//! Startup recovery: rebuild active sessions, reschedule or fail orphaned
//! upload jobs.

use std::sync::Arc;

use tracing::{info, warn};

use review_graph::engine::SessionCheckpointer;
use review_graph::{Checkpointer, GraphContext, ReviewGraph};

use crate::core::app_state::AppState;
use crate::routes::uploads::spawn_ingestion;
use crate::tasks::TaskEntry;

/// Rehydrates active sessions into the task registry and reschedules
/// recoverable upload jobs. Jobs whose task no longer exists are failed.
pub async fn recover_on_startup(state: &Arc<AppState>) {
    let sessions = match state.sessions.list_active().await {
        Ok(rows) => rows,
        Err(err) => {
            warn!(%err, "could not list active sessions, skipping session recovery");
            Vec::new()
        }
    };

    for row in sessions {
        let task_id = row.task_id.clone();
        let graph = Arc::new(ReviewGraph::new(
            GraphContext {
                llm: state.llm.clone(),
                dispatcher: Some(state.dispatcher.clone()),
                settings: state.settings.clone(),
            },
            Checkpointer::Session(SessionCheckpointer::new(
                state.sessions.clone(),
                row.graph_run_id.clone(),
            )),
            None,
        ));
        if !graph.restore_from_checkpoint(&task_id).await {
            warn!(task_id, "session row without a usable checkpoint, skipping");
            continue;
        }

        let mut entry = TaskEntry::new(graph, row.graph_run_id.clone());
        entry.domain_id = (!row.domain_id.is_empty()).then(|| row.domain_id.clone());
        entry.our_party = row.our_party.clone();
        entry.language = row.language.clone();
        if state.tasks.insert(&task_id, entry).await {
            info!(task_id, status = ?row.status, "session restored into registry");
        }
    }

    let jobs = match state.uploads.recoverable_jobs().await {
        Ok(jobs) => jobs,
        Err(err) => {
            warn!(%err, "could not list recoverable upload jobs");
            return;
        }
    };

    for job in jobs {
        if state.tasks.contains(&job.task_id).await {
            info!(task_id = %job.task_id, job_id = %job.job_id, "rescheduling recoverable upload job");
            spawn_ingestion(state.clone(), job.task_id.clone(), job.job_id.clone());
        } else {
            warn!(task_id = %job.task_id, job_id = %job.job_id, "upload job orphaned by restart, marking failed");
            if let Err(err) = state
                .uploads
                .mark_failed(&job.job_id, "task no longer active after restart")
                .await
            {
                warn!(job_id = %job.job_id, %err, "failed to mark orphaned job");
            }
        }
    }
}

* * * *

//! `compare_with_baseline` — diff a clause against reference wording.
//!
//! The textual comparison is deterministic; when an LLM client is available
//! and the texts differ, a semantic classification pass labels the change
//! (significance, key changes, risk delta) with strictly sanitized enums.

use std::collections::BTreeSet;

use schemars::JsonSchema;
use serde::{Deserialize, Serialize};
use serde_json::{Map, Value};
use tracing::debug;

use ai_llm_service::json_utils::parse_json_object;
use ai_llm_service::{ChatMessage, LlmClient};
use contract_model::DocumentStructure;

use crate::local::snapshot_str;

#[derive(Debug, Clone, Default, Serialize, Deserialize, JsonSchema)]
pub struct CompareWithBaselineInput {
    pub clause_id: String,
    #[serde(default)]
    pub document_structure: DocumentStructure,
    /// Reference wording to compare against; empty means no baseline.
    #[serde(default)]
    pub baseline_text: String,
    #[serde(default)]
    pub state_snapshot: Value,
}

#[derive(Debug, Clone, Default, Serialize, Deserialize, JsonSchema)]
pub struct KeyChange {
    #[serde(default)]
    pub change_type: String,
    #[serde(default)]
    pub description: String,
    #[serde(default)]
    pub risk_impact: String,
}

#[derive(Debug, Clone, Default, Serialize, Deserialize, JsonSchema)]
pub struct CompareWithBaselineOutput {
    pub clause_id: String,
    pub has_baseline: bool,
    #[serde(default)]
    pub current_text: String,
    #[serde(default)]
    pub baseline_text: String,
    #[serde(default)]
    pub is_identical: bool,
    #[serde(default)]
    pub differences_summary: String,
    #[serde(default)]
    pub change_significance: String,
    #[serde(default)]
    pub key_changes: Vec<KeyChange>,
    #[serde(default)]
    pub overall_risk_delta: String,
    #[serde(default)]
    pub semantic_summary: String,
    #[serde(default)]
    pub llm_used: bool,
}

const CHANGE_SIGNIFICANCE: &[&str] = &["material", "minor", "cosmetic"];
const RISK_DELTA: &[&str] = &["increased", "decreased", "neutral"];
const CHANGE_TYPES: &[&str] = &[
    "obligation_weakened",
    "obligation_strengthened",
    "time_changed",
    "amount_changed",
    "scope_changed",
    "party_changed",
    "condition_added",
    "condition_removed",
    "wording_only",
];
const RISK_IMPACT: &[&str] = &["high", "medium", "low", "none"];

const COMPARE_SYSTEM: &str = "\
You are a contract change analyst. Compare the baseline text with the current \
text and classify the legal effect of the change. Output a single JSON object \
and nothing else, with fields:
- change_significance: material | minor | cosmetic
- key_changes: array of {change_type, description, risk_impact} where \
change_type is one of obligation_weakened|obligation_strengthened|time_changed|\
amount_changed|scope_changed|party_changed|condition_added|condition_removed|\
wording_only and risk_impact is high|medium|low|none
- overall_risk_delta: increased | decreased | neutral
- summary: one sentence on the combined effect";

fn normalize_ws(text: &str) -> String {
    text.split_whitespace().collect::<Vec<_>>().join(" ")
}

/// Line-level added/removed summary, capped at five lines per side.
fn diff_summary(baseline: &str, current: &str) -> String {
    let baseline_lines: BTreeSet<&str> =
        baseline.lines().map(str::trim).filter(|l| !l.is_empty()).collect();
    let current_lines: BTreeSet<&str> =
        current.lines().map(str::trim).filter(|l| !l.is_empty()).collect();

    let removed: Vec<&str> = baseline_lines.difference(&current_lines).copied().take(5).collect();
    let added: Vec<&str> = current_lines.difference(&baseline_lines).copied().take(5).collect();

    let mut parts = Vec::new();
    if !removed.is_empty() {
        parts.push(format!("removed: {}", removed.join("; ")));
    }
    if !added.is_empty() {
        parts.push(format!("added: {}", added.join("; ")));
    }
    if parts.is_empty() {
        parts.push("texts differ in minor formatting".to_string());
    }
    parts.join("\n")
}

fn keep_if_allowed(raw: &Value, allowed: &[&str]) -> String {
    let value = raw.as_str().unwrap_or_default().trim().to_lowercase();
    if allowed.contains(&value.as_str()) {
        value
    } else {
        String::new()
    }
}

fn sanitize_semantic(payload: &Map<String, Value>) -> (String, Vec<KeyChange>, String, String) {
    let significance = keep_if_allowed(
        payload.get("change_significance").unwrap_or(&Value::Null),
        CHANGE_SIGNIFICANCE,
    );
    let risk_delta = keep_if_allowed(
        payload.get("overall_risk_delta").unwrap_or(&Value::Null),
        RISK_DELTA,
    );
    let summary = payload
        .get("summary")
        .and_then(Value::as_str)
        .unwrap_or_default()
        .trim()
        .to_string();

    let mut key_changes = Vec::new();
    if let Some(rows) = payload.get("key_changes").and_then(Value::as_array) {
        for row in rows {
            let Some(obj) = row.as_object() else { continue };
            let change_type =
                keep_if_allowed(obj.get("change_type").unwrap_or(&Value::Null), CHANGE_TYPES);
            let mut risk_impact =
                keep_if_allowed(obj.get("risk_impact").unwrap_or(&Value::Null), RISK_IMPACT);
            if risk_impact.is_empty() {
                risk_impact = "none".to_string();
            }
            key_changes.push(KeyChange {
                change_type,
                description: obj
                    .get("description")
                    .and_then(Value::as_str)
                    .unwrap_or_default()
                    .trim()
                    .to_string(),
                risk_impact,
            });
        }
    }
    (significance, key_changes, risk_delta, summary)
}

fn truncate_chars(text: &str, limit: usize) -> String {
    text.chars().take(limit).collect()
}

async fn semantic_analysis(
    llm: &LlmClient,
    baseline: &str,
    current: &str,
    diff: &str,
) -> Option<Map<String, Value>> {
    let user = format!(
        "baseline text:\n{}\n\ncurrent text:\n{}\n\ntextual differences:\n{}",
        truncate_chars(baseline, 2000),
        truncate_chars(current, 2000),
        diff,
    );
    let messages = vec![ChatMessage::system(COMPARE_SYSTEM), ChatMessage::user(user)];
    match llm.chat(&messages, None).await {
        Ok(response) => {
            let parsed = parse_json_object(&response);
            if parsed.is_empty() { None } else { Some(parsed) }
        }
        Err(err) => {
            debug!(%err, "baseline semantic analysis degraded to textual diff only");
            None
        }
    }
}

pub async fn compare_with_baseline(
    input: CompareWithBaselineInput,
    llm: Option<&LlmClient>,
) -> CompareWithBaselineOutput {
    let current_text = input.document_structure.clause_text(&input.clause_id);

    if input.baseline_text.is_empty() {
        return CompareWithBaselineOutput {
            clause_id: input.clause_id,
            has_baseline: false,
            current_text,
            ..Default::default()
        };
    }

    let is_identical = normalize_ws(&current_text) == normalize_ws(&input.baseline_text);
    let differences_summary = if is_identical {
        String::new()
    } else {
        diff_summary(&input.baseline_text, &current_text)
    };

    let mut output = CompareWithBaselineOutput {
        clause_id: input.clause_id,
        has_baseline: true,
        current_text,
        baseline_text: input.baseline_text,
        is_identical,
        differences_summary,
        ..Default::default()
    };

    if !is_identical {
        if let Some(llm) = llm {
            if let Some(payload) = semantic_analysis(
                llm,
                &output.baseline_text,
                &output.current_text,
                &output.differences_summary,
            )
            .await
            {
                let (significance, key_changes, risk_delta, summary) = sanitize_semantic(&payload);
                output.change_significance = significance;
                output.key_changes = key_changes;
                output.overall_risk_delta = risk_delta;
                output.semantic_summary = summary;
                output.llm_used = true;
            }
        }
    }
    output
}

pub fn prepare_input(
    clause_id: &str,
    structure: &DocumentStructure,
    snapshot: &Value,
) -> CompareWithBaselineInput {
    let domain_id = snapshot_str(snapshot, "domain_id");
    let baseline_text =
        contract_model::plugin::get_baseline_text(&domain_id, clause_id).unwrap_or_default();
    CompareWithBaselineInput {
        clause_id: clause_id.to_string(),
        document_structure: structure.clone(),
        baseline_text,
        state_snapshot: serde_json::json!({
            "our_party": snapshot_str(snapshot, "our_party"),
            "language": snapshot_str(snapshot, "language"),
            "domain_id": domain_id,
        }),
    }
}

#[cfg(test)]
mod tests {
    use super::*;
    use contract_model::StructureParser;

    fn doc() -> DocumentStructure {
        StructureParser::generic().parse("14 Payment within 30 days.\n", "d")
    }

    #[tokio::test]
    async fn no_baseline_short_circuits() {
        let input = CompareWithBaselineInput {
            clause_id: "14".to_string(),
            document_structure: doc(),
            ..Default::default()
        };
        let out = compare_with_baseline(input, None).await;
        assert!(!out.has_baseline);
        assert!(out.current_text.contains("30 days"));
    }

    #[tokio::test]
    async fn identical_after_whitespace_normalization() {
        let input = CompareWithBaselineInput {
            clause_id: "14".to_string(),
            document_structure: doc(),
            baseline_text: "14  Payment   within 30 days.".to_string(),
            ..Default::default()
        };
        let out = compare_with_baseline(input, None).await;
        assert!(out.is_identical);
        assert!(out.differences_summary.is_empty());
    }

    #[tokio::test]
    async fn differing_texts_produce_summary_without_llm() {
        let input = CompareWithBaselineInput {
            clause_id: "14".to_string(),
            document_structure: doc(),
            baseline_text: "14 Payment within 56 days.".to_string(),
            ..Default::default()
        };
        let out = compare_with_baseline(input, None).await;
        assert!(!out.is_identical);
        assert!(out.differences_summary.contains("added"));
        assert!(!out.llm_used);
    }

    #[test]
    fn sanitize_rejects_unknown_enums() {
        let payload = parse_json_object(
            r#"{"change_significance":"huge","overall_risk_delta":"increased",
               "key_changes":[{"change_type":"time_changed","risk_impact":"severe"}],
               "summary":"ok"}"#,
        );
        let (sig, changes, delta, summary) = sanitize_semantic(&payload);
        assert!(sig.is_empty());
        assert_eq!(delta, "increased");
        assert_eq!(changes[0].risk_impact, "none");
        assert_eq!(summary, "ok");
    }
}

* * * *

__About this exercise__
The response is to be a bare number: the tally of lines in the listing above with the word "LlmClient".

__Answer for the task__
3